(Beginning of PROVIDED DATA)

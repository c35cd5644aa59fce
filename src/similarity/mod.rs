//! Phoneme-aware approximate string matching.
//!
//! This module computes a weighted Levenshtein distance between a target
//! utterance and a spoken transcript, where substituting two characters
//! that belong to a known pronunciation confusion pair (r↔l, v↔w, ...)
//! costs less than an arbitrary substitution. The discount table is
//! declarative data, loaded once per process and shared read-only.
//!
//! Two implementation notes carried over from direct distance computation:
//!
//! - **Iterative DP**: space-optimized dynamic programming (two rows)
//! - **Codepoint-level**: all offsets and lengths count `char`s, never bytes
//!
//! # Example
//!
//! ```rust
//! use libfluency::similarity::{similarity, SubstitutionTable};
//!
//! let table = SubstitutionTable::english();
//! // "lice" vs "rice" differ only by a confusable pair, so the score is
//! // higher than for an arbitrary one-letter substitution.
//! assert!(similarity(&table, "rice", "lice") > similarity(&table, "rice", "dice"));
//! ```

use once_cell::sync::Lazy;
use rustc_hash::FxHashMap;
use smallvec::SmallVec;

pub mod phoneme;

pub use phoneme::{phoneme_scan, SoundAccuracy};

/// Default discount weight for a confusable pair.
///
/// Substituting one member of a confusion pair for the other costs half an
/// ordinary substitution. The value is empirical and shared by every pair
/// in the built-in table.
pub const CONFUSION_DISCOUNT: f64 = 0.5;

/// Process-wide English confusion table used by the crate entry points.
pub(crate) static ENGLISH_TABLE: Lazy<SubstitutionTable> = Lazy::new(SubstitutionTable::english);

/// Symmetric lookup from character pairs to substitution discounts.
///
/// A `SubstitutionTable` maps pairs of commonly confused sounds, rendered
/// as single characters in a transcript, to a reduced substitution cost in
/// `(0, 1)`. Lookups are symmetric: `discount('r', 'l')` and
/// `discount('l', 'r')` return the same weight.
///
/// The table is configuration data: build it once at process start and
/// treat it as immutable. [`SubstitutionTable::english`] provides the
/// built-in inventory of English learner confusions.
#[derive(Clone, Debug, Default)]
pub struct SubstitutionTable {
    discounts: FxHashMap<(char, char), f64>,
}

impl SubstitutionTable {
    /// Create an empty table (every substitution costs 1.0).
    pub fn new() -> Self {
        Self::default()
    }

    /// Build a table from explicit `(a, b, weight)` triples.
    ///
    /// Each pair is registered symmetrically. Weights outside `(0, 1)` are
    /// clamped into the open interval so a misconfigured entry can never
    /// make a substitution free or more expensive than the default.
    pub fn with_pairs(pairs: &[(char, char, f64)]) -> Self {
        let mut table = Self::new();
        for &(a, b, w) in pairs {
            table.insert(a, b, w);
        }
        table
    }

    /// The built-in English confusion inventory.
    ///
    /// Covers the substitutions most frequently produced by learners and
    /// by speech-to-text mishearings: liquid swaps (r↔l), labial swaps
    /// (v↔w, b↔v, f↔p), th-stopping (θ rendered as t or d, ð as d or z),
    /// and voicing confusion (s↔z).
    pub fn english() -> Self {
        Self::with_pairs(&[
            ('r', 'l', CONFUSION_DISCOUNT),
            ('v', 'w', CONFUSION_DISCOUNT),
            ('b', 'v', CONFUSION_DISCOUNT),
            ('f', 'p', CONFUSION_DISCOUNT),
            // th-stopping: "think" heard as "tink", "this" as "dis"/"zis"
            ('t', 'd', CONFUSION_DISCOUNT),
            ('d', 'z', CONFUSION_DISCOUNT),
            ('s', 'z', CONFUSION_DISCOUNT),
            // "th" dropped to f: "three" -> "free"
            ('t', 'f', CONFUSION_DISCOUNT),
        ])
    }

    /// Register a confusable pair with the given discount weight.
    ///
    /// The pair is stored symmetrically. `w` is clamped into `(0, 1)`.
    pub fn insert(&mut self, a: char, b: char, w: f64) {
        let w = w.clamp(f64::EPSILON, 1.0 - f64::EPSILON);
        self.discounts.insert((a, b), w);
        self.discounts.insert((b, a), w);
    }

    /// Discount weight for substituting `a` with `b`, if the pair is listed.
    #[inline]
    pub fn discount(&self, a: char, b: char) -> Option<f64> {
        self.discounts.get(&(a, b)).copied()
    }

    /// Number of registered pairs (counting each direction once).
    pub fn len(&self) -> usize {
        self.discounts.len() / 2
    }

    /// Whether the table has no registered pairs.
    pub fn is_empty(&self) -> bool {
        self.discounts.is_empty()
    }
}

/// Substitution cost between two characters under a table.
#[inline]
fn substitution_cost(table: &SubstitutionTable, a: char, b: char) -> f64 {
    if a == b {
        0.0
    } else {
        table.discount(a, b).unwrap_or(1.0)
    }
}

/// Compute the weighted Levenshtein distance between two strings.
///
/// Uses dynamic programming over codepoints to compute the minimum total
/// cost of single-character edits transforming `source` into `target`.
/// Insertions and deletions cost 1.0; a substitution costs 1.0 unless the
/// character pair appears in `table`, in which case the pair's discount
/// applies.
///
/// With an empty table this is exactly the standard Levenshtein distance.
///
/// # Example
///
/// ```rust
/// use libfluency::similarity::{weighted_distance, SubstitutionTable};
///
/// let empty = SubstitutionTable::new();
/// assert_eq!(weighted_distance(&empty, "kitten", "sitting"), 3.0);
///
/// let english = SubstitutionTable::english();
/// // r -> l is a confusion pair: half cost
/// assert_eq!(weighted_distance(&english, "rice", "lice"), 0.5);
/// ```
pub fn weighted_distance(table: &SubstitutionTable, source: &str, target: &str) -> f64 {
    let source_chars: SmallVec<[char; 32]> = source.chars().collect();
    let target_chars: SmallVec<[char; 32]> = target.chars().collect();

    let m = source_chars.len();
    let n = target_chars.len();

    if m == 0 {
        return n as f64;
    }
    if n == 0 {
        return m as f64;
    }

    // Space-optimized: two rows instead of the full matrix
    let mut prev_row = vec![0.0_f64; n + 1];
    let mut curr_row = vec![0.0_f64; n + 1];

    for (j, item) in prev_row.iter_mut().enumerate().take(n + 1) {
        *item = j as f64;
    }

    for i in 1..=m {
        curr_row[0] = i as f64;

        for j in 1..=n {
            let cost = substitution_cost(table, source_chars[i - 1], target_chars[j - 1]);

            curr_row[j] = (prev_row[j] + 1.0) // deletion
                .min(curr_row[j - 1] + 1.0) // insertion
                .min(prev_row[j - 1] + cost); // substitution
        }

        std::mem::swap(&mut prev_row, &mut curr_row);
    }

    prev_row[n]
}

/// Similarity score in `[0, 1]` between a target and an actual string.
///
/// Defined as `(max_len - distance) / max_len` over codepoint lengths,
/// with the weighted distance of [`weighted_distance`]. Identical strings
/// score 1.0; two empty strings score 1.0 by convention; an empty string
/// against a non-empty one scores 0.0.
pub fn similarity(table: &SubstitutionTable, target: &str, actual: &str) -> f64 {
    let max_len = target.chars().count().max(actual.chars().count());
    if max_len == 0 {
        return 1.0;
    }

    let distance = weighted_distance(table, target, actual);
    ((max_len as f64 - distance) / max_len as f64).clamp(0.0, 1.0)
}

(End of PROVIDED DATA)

WORK REQUIRED: Nothing in the data may be omitted; transcribe it exactly.

SOLUTION TO THIS PROBLEM:
repository c35cd5644aa59fce
filename src/similarity/mod.rs
//! Phoneme-aware approximate string matching.
//!
//! This module computes a weighted Levenshtein distance between a target
//! utterance and a spoken transcript, where substituting two characters
//! that belong to a known pronunciation confusion pair (r↔l, v↔w, ...)
//! costs less than an arbitrary substitution. The discount table is
//! declarative data, loaded once per process and shared read-only.
//!
//! Two implementation notes carried over from direct distance computation:
//!
//! - **Iterative DP**: space-optimized dynamic programming (two rows)
//! - **Codepoint-level**: all offsets and lengths count `char`s, never bytes
//!
//! # Example
//!
//! ```rust
//! use libfluency::similarity::{similarity, SubstitutionTable};
//!
//! let table = SubstitutionTable::english();
//! // "lice" vs "rice" differ only by a confusable pair, so the score is
//! // higher than for an arbitrary one-letter substitution.
//! assert!(similarity(&table, "rice", "lice") > similarity(&table, "rice", "dice"));
//! ```

use once_cell::sync::Lazy;
use rustc_hash::FxHashMap;
use smallvec::SmallVec;

pub mod phoneme;

pub use phoneme::{phoneme_scan, SoundAccuracy};

/// Default discount weight for a confusable pair.
///
/// Substituting one member of a confusion pair for the other costs half an
/// ordinary substitution. The value is empirical and shared by every pair
/// in the built-in table.
pub const CONFUSION_DISCOUNT: f64 = 0.5;

/// Process-wide English confusion table used by the crate entry points.
pub(crate) static ENGLISH_TABLE: Lazy<SubstitutionTable> = Lazy::new(SubstitutionTable::english);

/// Symmetric lookup from character pairs to substitution discounts.
///
/// A `SubstitutionTable` maps pairs of commonly confused sounds, rendered
/// as single characters in a transcript, to a reduced substitution cost in
/// `(0, 1)`. Lookups are symmetric: `discount('r', 'l')` and
/// `discount('l', 'r')` return the same weight.
///
/// The table is configuration data: build it once at process start and
/// treat it as immutable. [`SubstitutionTable::english`] provides the
/// built-in inventory of English learner confusions.
#[derive(Clone, Debug, Default)]
pub struct SubstitutionTable {
    discounts: FxHashMap<(char, char), f64>,
}

impl SubstitutionTable {
    /// Create an empty table (every substitution costs 1.0).
    pub fn new() -> Self {
        Self::default()
    }

    /// Build a table from explicit `(a, b, weight)` triples.
    ///
    /// Each pair is registered symmetrically. Weights outside `(0, 1)` are
    /// clamped into the open interval so a misconfigured entry can never
    /// make a substitution free or more expensive than the default.
    pub fn with_pairs(pairs: &[(char, char, f64)]) -> Self {
        let mut table = Self::new();
        for &(a, b, w) in pairs {
            table.insert(a, b, w);
        }
        table
    }

    /// The built-in English confusion inventory.
    ///
    /// Covers the substitutions most frequently produced by learners and
    /// by speech-to-text mishearings: liquid swaps (r↔l), labial swaps
    /// (v↔w, b↔v, f↔p), th-stopping (θ rendered as t or d, ð as d or z),
    /// and voicing confusion (s↔z).
    pub fn english() -> Self {
        Self::with_pairs(&[
            ('r', 'l', CONFUSION_DISCOUNT),
            ('v', 'w', CONFUSION_DISCOUNT),
            ('b', 'v', CONFUSION_DISCOUNT),
            ('f', 'p', CONFUSION_DISCOUNT),
            // th-stopping: "think" heard as "tink", "this" as "dis"/"zis"
            ('t', 'd', CONFUSION_DISCOUNT),
            ('d', 'z', CONFUSION_DISCOUNT),
            ('s', 'z', CONFUSION_DISCOUNT),
            // "th" dropped to f: "three" -> "free"
            ('t', 'f', CONFUSION_DISCOUNT),
        ])
    }

    /// Register a confusable pair with the given discount weight.
    ///
    /// The pair is stored symmetrically. `w` is clamped into `(0, 1)`.
    pub fn insert(&mut self, a: char, b: char, w: f64) {
        let w = w.clamp(f64::EPSILON, 1.0 - f64::EPSILON);
        self.discounts.insert((a, b), w);
        self.discounts.insert((b, a), w);
    }

    /// Discount weight for substituting `a` with `b`, if the pair is listed.
    #[inline]
    pub fn discount(&self, a: char, b: char) -> Option<f64> {
        self.discounts.get(&(a, b)).copied()
    }

    /// Number of registered pairs (counting each direction once).
    pub fn len(&self) -> usize {
        self.discounts.len() / 2
    }

    /// Whether the table has no registered pairs.
    pub fn is_empty(&self) -> bool {
        self.discounts.is_empty()
    }
}

/// Substitution cost between two characters under a table.
#[inline]
fn substitution_cost(table: &SubstitutionTable, a: char, b: char) -> f64 {
    if a == b {
        0.0
    } else {
        table.discount(a, b).unwrap_or(1.0)
    }
}

/// Compute the weighted Levenshtein distance between two strings.
///
/// Uses dynamic programming over codepoints to compute the minimum total
/// cost of single-character edits transforming `source` into `target`.
/// Insertions and deletions cost 1.0; a substitution costs 1.0 unless the
/// character pair appears in `table`, in which case the pair's discount
/// applies.
///
/// With an empty table this is exactly the standard Levenshtein distance.
///
/// # Example
///
/// ```rust
/// use libfluency::similarity::{weighted_distance, SubstitutionTable};
///
/// let empty = SubstitutionTable::new();
/// assert_eq!(weighted_distance(&empty, "kitten", "sitting"), 3.0);
///
/// let english = SubstitutionTable::english();
/// // r -> l is a confusion pair: half cost
/// assert_eq!(weighted_distance(&english, "rice", "lice"), 0.5);
/// ```
pub fn weighted_distance(table: &SubstitutionTable, source: &str, target: &str) -> f64 {
    let source_chars: SmallVec<[char; 32]> = source.chars().collect();
    let target_chars: SmallVec<[char; 32]> = target.chars().collect();

    let m = source_chars.len();
    let n = target_chars.len();

    if m == 0 {
        return n as f64;
    }
    if n == 0 {
        return m as f64;
    }

    // Space-optimized: two rows instead of the full matrix
    let mut prev_row = vec![0.0_f64; n + 1];
    let mut curr_row = vec![0.0_f64; n + 1];

    for (j, item) in prev_row.iter_mut().enumerate().take(n + 1) {
        *item = j as f64;
    }

    for i in 1..=m {
        curr_row[0] = i as f64;

        for j in 1..=n {
            let cost = substitution_cost(table, source_chars[i - 1], target_chars[j - 1]);

            curr_row[j] = (prev_row[j] + 1.0) // deletion
                .min(curr_row[j - 1] + 1.0) // insertion
                .min(prev_row[j - 1] + cost); // substitution
        }

        std::mem::swap(&mut prev_row, &mut curr_row);
    }

    prev_row[n]
}

/// Similarity score in `[0, 1]` between a target and an actual string.
///
/// Defined as `(max_len - distance) / max_len` over codepoint lengths,
/// with the weighted distance of [`weighted_distance`]. Identical strings
/// score 1.0; two empty strings score 1.0 by convention; an empty string
/// against a non-empty one scores 0.0.
pub fn similarity(table: &SubstitutionTable, target: &str, actual: &str) -> f64 {
    let max_len = target.chars().count().max(actual.chars().count());
    if max_len == 0 {
        return 1.0;
    }

    let distance = weighted_distance(table, target, actual);
    ((max_len as f64 - distance) / max_len as f64).clamp(0.0, 1.0)
}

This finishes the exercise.